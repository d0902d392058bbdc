use futures::TryStreamExt;
use mongodb::{bson::doc, Client, Collection};

use crate::dbs::mongo::models::MongoMessage;
use crate::error::Result;

#[derive(Clone)]
pub struct MongoMessageRepository {
    collection: Collection<MongoMessage>,
}

impl MongoMessageRepository {
    pub fn new(client: &Client, db_name: &str) -> Self {
        let collection = client.database(db_name).collection("messages");
        Self { collection }
    }

    pub async fn save_message(&self, message: &MongoMessage) -> Result<()> {
        self.collection.insert_one(message).await?;
        Ok(())
    }

    /// All messages for a thread, oldest first
    pub async fn get_messages(&self, thread_id: &str) -> Result<Vec<MongoMessage>> {
        let filter = doc! { "thread_id": thread_id };
        let messages = self
            .collection
            .find(filter)
            .sort(doc! { "created_at": 1 })
            .await?
            .try_collect()
            .await?;
        Ok(messages)
    }

    pub async fn delete_for_threads(&self, thread_ids: &[String]) -> Result<()> {
        self.collection
            .delete_many(doc! { "thread_id": { "$in": thread_ids.to_vec() } })
            .await?;
        Ok(())
    }
}
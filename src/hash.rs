//! Spritz as a hash function.
//!
//! The digest of `M` with size `r` is
//!
//! ```text
//! absorb(M); absorb_stop(); absorb(r); squeeze(r)
//! ```
//!
//! where `r` is absorbed as a big-endian integer without leading zero bytes.
//! Finalization runs on a copy of the sponge, so the hasher can keep absorbing
//! after a digest has been taken.

use digest::core_api::BlockSizeUser;
use digest::typenum::U256;
use digest::{
    HashMarker, InvalidBufferSize, InvalidOutputSize, Reset, Update, VariableOutput,
    VariableOutputReset,
};

use crate::sponge::{Spritz, N};

/// Hashes `data` into a digest of `digest_size` bytes.
///
/// A negative size yields an empty digest.
pub fn hash(data: &[u8], digest_size: isize) -> Vec<u8> {
    let mut hasher = SpritzHash::new(digest_size);
    hasher.update(data);
    hasher.sum()
}

/// An incremental Spritz hasher with a digest size fixed at construction.
#[derive(Clone)]
pub struct SpritzHash {
    sponge: Spritz,
    digest_size: isize,
}

impl SpritzHash {
    /// Creates a hasher producing `digest_size` bytes.
    /// A negative size is allowed and produces empty digests.
    pub fn new(digest_size: isize) -> Self {
        Self {
            sponge: Spritz::new(),
            digest_size,
        }
    }

    /// The digest size given at construction.
    pub fn digest_size(&self) -> isize {
        self.digest_size
    }

    /// The number of bytes absorbed between two shuffles of the sponge.
    pub fn block_size(&self) -> usize {
        N
    }

    /// Absorbs more data.
    pub fn update(&mut self, data: &[u8]) {
        self.sponge.absorb(data);
    }

    /// Forgets all data absorbed so far.
    pub fn reset(&mut self) {
        self.sponge.reset();
    }

    /// Returns the digest of the data absorbed so far.
    pub fn sum(&self) -> Vec<u8> {
        let mut digest = Vec::new();
        self.sum_into(&mut digest);
        digest
    }

    /// Appends the digest of the data absorbed so far to `out`.
    pub fn sum_into(&self, out: &mut Vec<u8>) {
        let len = out.len();
        out.resize(len + self.output_len(), 0);
        self.finalize_into(&mut out[len..]);
    }

    fn output_len(&self) -> usize {
        usize::try_from(self.digest_size).unwrap_or(0)
    }

    /// `out` must be exactly `output_len()` bytes long.
    fn finalize_into(&self, out: &mut [u8]) {
        if self.digest_size < 0 {
            return;
        }
        log::trace!("spritz: finalizing a {}-byte digest", self.digest_size);
        let mut sponge = self.sponge.clone();
        sponge.absorb_stop();
        absorb_length(&mut sponge, self.digest_size as u64);
        sponge.squeeze(out);
    }
}

/// Absorbs `len` in base `N`, high-order byte first, with no leading zeros.
fn absorb_length(sponge: &mut Spritz, len: u64) {
    let bytes = len.to_be_bytes();
    let zeros = bytes.iter().take_while(|&&b| b == 0).count();
    sponge.absorb(&bytes[zeros..]);
}

impl core::fmt::Debug for SpritzHash {
    fn fmt(&self, f: &mut core::fmt::Formatter<'_>) -> core::fmt::Result {
        f.debug_struct("SpritzHash")
            .field("digest_size", &self.digest_size)
            .finish_non_exhaustive()
    }
}

impl HashMarker for SpritzHash {}

impl BlockSizeUser for SpritzHash {
    type BlockSize = U256;
}

impl Update for SpritzHash {
    fn update(&mut self, data: &[u8]) {
        self.sponge.absorb(data);
    }
}

impl Reset for SpritzHash {
    fn reset(&mut self) {
        self.sponge.reset();
    }
}

impl VariableOutput for SpritzHash {
    const MAX_OUTPUT_SIZE: usize = isize::MAX as usize;

    fn new(output_size: usize) -> Result<Self, InvalidOutputSize> {
        isize::try_from(output_size)
            .map(SpritzHash::new)
            .map_err(|_| InvalidOutputSize)
    }

    fn output_size(&self) -> usize {
        self.output_len()
    }

    fn finalize_variable(self, out: &mut [u8]) -> Result<(), InvalidBufferSize> {
        if out.len() != self.output_len() {
            return Err(InvalidBufferSize);
        }
        self.finalize_into(out);
        Ok(())
    }
}

impl VariableOutputReset for SpritzHash {
    fn finalize_variable_reset(&mut self, out: &mut [u8]) -> Result<(), InvalidBufferSize> {
        if out.len() != self.output_len() {
            return Err(InvalidBufferSize);
        }
        self.finalize_into(out);
        self.sponge.reset();
        Ok(())
    }
}
use rand::{CryptoRng, RngCore, SeedableRng};

use crate::sponge::Spritz;

/// A deterministic random number generator squeezing a Spritz sponge.
///
/// The generator is seeded by absorbing the seed; more entropy can be mixed in
/// at any time with [`SpritzRng::absorb_entropy`].
/// Two generators fed the same seed and entropy produce the same stream.
#[derive(Clone)]
pub struct SpritzRng {
    sponge: Spritz,
}

impl SpritzRng {
    /// Absorbs additional entropy into the generator.
    /// It is mixed in before the next output byte.
    pub fn absorb_entropy(&mut self, entropy: &[u8]) {
        self.sponge.absorb(entropy);
    }
}

impl SeedableRng for SpritzRng {
    type Seed = [u8; 32];

    fn from_seed(seed: Self::Seed) -> Self {
        log::debug!("spritz: seeding rng with {} bytes", seed.len());
        let mut sponge = Spritz::new();
        sponge.absorb(&seed);
        Self { sponge }
    }
}

impl RngCore for SpritzRng {
    fn next_u32(&mut self) -> u32 {
        u32::from_le_bytes(self.sponge.squeeze_array())
    }

    fn next_u64(&mut self) -> u64 {
        u64::from_le_bytes(self.sponge.squeeze_array())
    }

    fn fill_bytes(&mut self, dest: &mut [u8]) {
        self.sponge.squeeze(dest);
    }

    fn try_fill_bytes(&mut self, dest: &mut [u8]) -> Result<(), rand::Error> {
        self.sponge.squeeze(dest);
        Ok(())
    }
}

impl CryptoRng for SpritzRng {}

impl core::fmt::Debug for SpritzRng {
    fn fmt(&self, f: &mut core::fmt::Formatter<'_>) -> core::fmt::Result {
        f.debug_struct("SpritzRng").finish_non_exhaustive()
    }
}
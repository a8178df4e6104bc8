//!
//! **Spritz is an evolution of RC4 and, like RC4, is rather slow.
//! Standard primitives like AES and SHA-3 are faster and have been more carefully analyzed.**
//!
//! This crate implements Spritz, the sponge-like function from
//! "Spritz — a spongy RC4-like stream cipher and hash function"
//! by Ronald L. Rivest and Jacob C. N. Schuldt ([RS14]).
//!
//! # Overview
//!
//! Everything is built on a single state machine, the [`Spritz`] sponge.
//! It supports four operations:
//!
//! - [`Spritz::absorb`], adding input to the state (nibble by nibble, low nibble first);
//! - [`Spritz::absorb_stop`], adding a separator that no input byte can produce;
//! - [`Spritz::squeeze`] and [`Spritz::drip`], extracting pseudorandom bytes;
//! - [`Spritz::xor_keystream`], XORing squeezed bytes into a message.
//!
//! ```
//! use spritz::Spritz;
//!
//! let mut sponge = Spritz::new();
//! sponge.absorb(b"ABC");
//! let output = sponge.squeeze_array::<8>();
//! assert_eq!(output, [0x77, 0x9a, 0x8e, 0x01, 0xf9, 0xe9, 0xcb, 0xc0]);
//! ```
//!
//! Splitting input or output across calls does not change the result:
//!
//! ```text
//! absorb(x); absorb(y) = absorb(x || y);
//! squeeze(1); squeeze(1); squeeze(1) = squeeze(3);
//! ```
//!
//! # Hashing
//!
//! [`SpritzHash`] absorbs the message, a stop symbol and the digest length before squeezing.
//! It implements the [`digest`] traits for variable-size hashes.
//! Taking a digest does not consume the hasher.
//!
//! ```
//! use spritz::SpritzHash;
//!
//! let mut hasher = SpritzHash::new(32);
//! hasher.update(b"ABC");
//! let digest = hasher.sum();
//! assert_eq!(digest[..8], [0x02, 0x8f, 0xa2, 0xb4, 0x8b, 0x93, 0x4a, 0x18]);
//! assert_eq!(hasher.sum(), digest);
//! ```
//!
//! # Encryption
//!
//! [`SpritzCipher`] absorbs a key and XORs the keystream into messages.
//!
//! ```
//! use spritz::SpritzCipher;
//!
//! let mut message = *b"attack at dawn";
//! SpritzCipher::new(b"secret").apply_keystream(&mut message);
//! assert_ne!(&message, b"attack at dawn");
//! SpritzCipher::new(b"secret").apply_keystream(&mut message);
//! assert_eq!(&message, b"attack at dawn");
//! ```
//!
//! # Caveats
//!
//! The crush step compares state bytes with a data-dependent branch
//! and is therefore not constant time.
//!
//! [RS14]: https://people.csail.mit.edu/rivest/pubs/RS14.pdf

/// The Spritz cipher.
mod cipher;
/// Built-in errors.
mod errors;
/// The Spritz hash function.
pub mod hash;
/// Random number generation.
mod rng;
/// The core sponge.
mod sponge;

pub use cipher::SpritzCipher;
pub use errors::{SpritzError, SpritzResult};
pub use hash::{hash, SpritzHash};
pub use rng::SpritzRng;
pub use sponge::{Spritz, N};
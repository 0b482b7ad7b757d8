mod limits;
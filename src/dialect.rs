//! Dialect-specific SQL spellings.
//!
//! The translator and the composer both target Sybase ASE; the trait keeps
//! every target-specific spelling in one place so the two subsystems cannot
//! drift apart.

/// Trait for target-dialect SQL generation.
pub trait SqlGenerator {
    /// Boolean literal on engines without a boolean type.
    fn bool_literal(&self, val: bool) -> &'static str;
    /// String concatenation operator.
    fn concat_operator(&self) -> &'static str;
    /// Identifier quote pair.
    fn identifier_quotes(&self) -> (char, char);
    /// Named bind-parameter placeholder.
    fn placeholder(&self, name: &str) -> String;
    /// Row-limiting clause inserted directly after SELECT. `start_at` is
    /// the 1-based position of the first row to return.
    fn top_clause(&self, limit: u64, start_at: Option<u64>) -> String;
    /// Deterministic no-op ordering expression, for clauses that require an
    /// explicit order.
    fn null_order(&self) -> &'static str;
    /// Synthetic strictly-increasing row sequence projection.
    fn row_number(&self) -> String;
    /// Offset pagination clause over two named parameters.
    fn offset_fetch(&self, offset: &str, fetch: &str) -> String;
    /// Case-insensitive pattern match over two rendered operands.
    fn fuzzy_compare(&self, lhs: &str, rhs: &str) -> String;
}

/// Sybase ASE SQL generation.
#[derive(Debug, Clone, Copy, Default)]
pub struct SybaseGenerator;

impl SqlGenerator for SybaseGenerator {
    fn bool_literal(&self, val: bool) -> &'static str {
        if val { "1" } else { "0" }
    }

    fn concat_operator(&self) -> &'static str {
        "+"
    }

    fn identifier_quotes(&self) -> (char, char) {
        ('[', ']')
    }

    fn placeholder(&self, name: &str) -> String {
        format!(":{}", name)
    }

    fn top_clause(&self, limit: u64, start_at: Option<u64>) -> String {
        match start_at {
            Some(start) => format!("TOP {} START AT {}", limit, start),
            None => format!("TOP {}", limit),
        }
    }

    fn null_order(&self) -> &'static str {
        "(SELECT NULL)"
    }

    fn row_number(&self) -> String {
        format!("ROW_NUMBER() OVER (ORDER BY {})", self.null_order())
    }

    fn offset_fetch(&self, offset: &str, fetch: &str) -> String {
        format!("OFFSET {} ROWS FETCH NEXT {} ROWS ONLY", offset, fetch)
    }

    fn fuzzy_compare(&self, lhs: &str, rhs: &str) -> String {
        format!("UPPER({}) LIKE UPPER({})", lhs, rhs)
    }
}

#[cfg(test)]
mod tests {
    use super::*;

    #[test]
    fn test_top_clause() {
        let generator = SybaseGenerator;
        assert_eq!(generator.top_clause(10, None), "TOP 10");
        assert_eq!(generator.top_clause(10, Some(21)), "TOP 10 START AT 21");
    }

    #[test]
    fn test_placeholder_and_offset_fetch() {
        let generator = SybaseGenerator;
        assert_eq!(generator.placeholder("filter_0"), ":filter_0");
        assert_eq!(
            generator.offset_fetch(":offset", ":page_size"),
            "OFFSET :offset ROWS FETCH NEXT :page_size ROWS ONLY"
        );
    }
}
mod filters;
mod ordering;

§ EXERCISE OBJECTIVE
Which lines in the data above hold the string "after"? Show each one.

§ RESPONSE AREA
//! after a digest has been taken.
    /// Row-limiting clause inserted directly after SELECT. `start_at` is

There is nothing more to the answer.